Quick Hits
- The EU Platform Work Directive will not provide a uniform test for the classification of platform workers as originally anticipated; rather, the presumption of employment will apply when there are “facts indicating control and direction.”
- The directive’s rebuttable presumption of employment will not apply to proceedings concerning tax, social security, or criminal matters.
- Digital platforms using AI to process personal data will be prohibited from undertaking certain kinds of processing, including using biometrics to verify identity, and will be required to perform a data protection impact assessment.
- Platform workers have a number of protections under the directive, which not only includes a right to an inform-and-consult procedure when automated decision-making or automated monitoring tools are introduced or changed, but also allows platform workers to consult an expert during the procedure. In fact, if the digital platform has 250 or more workers in the member state concerned, it must pay for that expert.
Vague Rebuttable Presumption of Employment
For better or worse, the directive will not unify the member states when it comes to identifying a misclassified worker. Much of the debate surrounding the directive concerned the extent to which the directive would articulate a test to determine whether a platform worker is an independent contractor or an employee. The provisional agreement reveals that the original requirement to satisfy two out of five indicators has been scrapped entirely. Now, the directive states that platform workers are presumed to be employees if there are “facts indicating control and direction,” as defined by national laws, collective agreements, or EU case law.
This approach gives significant deference to member states, which scrutinize independent contractor relationships to widely varying degrees and often do not have well-articulated tests to determine classification. However, the directive requires member states to provide guidance to national authorities and digital platforms when implementing the directive, which could mean that member states will offer a clearer framework for classification assessments.
In addition, the rebuttable presumption of employment under the directive now has a limited scope. It will not apply to any proceedings concerning tax, social security, or criminal matters. Although the directive reserves the right for a government authority to initiate a misclassification claim on a platform worker’s behalf, that is less likely to occur outside of the context of tax, social security, or criminal matters. However, it is possible for a labor authority to initiate such an action and that may be a practical consequence of the directive’s new requirement for digital platforms to notify competent national authorities about platform work being performed in-country and a platform worker’s employment status.
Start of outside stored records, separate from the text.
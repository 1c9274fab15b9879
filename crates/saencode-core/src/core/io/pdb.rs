use crate::core::alphabet::library::{LibraryLoadError, ReferenceLibrary};
use crate::core::models::fragment::Fragment;
use crate::core::models::letter::Letter;
use nalgebra::Point3;
use std::fs::File;
use std::io::{self, BufRead, BufReader};
use std::path::Path;
use thiserror::Error;
use tracing::debug;

#[derive(Debug, Error)]
pub enum PdbError {
    #[error("I/O error: {0}")]
    Io(#[from] io::Error),
    #[error("Parse error on line {line}: {kind}")]
    Parse { line: usize, kind: PdbParseErrorKind },
    #[error("Cannot derive a letter from file name '{0}'")]
    InvalidFileName(String),
    #[error("Reference fragment from '{path}' is invalid: {source}")]
    Fragment {
        path: String,
        source: LibraryLoadError,
    },
    #[error(transparent)]
    Library(#[from] LibraryLoadError),
}

#[derive(Debug, Error)]
pub enum PdbParseErrorKind {
    #[error("Invalid float format in columns {columns} (value: '{value}')")]
    InvalidFloat { columns: String, value: String },
    #[error("Line is too short for ATOM/HETATM record (must be at least 54 chars)")]
    LineTooShort,
}

/// Length unit of the coordinates handed back by the alphabet loader.
///
/// PDB files store Ångström. Trajectories read through MD toolkits usually
/// come in nanometres, and RMSD is scale dependent, so the library must use the
/// same unit as the trajectory it will encode.
#[derive(Debug, Clone, Copy, PartialEq, Eq, Default)]
pub enum LengthUnit {
    Angstrom,
    #[default]
    Nanometer,
}

impl LengthUnit {
    /// Factor converting Ångström to this unit.
    pub fn per_angstrom(self) -> f64 {
        match self {
            LengthUnit::Angstrom => 1.0,
            LengthUnit::Nanometer => 0.1,
        }
    }
}

fn slice_and_trim(line: &str, start: usize, end: usize) -> &str {
    line.get(start..end).unwrap_or("").trim()
}

fn parse_coord(line: &str, line_num: usize, start: usize, end: usize) -> Result<f64, PdbError> {
    let value = slice_and_trim(line, start, end);
    value.parse().map_err(|_| PdbError::Parse {
        line: line_num,
        kind: PdbParseErrorKind::InvalidFloat {
            columns: format!("{}-{}", start + 1, end),
            value: value.to_string(),
        },
    })
}

/// Reads the backbone trace of the first model in a PDB stream.
///
/// Returns the `CA` atoms in file order, or every atom if the file has no
/// `CA` records (reduced single-bead files). Coordinates are in Ångström, as
/// written in the file.
pub fn read_backbone_trace(reader: &mut impl BufRead) -> Result<Vec<Point3<f64>>, PdbError> {
    let mut alpha_carbons = Vec::new();
    let mut all_atoms = Vec::new();

    for (line_num, line_res) in reader.lines().enumerate() {
        let line = line_res?;
        let line_num = line_num + 1;

        match slice_and_trim(&line, 0, 6) {
            "ATOM" | "HETATM" => {
                if line.len() < 54 {
                    return Err(PdbError::Parse {
                        line: line_num,
                        kind: PdbParseErrorKind::LineTooShort,
                    });
                }
                let position = Point3::new(
                    parse_coord(&line, line_num, 30, 38)?,
                    parse_coord(&line, line_num, 38, 46)?,
                    parse_coord(&line, line_num, 46, 54)?,
                );
                if slice_and_trim(&line, 12, 16) == "CA" {
                    alpha_carbons.push(position);
                }
                all_atoms.push(position);
            }
            "ENDMDL" | "END" => break,
            _ => {}
        }
    }

    Ok(if alpha_carbons.is_empty() {
        all_atoms
    } else {
        alpha_carbons
    })
}

/// Loads a structural alphabet from a directory of per-letter PDB files.
///
/// Every `*.pdb` file contributes one reference fragment; its letter is the
/// first character of the file name (`A.pdb` -> `A`). Other files are ignored.
/// Coordinates are converted from the file's Ångström to `unit`.
///
/// # Errors
///
/// Returns `PdbError::InvalidFileName` for a PDB file whose name does not start
/// with a valid letter, `PdbError::Fragment` if a file does not hold exactly
/// four backbone atoms, and `PdbError::Library` for duplicate letters or an
/// empty directory.
pub fn load_alphabet_dir(dir: &Path, unit: LengthUnit) -> Result<ReferenceLibrary, PdbError> {
    let scale = unit.per_angstrom();
    let mut paths: Vec<_> = std::fs::read_dir(dir)?
        .map(|entry| entry.map(|e| e.path()))
        .collect::<Result<_, _>>()?;
    paths.sort();

    let mut entries = Vec::new();
    for path in paths {
        if path.extension().and_then(|e| e.to_str()) != Some("pdb") {
            continue;
        }
        let file_name = path
            .file_name()
            .map(|n| n.to_string_lossy().to_string())
            .unwrap_or_default();
        let letter = file_name
            .chars()
            .next()
            .and_then(|c| Letter::new(c).ok())
            .ok_or_else(|| PdbError::InvalidFileName(file_name.clone()))?;

        let mut reader = BufReader::new(File::open(&path)?);
        let trace: Vec<_> = read_backbone_trace(&mut reader)?
            .into_iter()
            .map(|p| Point3::from(p.coords * scale))
            .collect();
        let fragment = Fragment::try_from(trace.as_slice()).map_err(|source| PdbError::Fragment {
            path: path.to_string_lossy().to_string(),
            source: LibraryLoadError::InvalidFragment { letter, source },
        })?;
        debug!(%letter, path = %path.display(), "Loaded reference fragment.");
        entries.push((letter, fragment));
    }

    Ok(ReferenceLibrary::new(entries)?)
}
Robust Data Privacy Requirements
Unlike the initial draft, the directive now includes significant data protection obligations. In addition to the prohibitions on processing different types of personal data, including the use of biometrics to establish a platform worker’s identity, digital platforms must conduct a data protection impact assessment that it must share with platform workers’ representatives. Also, the directive now requires digital platforms using automated monitoring systems not only to inform platform workers about the fact that they are using such a system and the categories of data to be processed by it, but also to inform them about the “why” and “how” of the monitoring as well as who will receive any such personal data.
Platform Worker Protections
Transparency remains as one of the key objectivities of the directive, but it also now includes a number of new provisions aimed at further protecting platform workers. Those include the following:
- The directive now makes clear that digital platforms’ obligation to inform about the use of automated decision-making or automated monitoring extends to candidates when such systems will be used in the recruitment process.
- Digital platforms will have obligations to assess and address the potential health and safety consequences of automated monitoring or decision-making systems.
- Digital platforms must inform and consult platform workers’ representatives or, if none, the platform workers themselves before making decisions “likely to lead to the introduction of or to substantial changes in the use of automated monitoring or decision-making systems.” Further, platform workers have the right to be assisted by an expert if they feel it is necessary (for example, if they do not understand the technicalities of a change) and, if the digital platform has 250 or more workers in the member state concerned, the digital platform must pay for that expert.
Competent authorities and platform workers’ representatives will now be able to ask the digital platform for details about its workers’ average time worked and average income earned.
When Will the Directive Become Effective?
The text of the agreement will now be finalized in all the official languages, formally adopted by both EU institutions, and then published in the Official Journal of the European Union. It will take effect twenty days after publishing and member states will have two years to fully implement the directive’s provisions into their national laws.
Ogletree Deakins’ Cross-Border Practice Group will continue to monitor developments and will provide updates on the Cross-Border blog as additional information becomes available.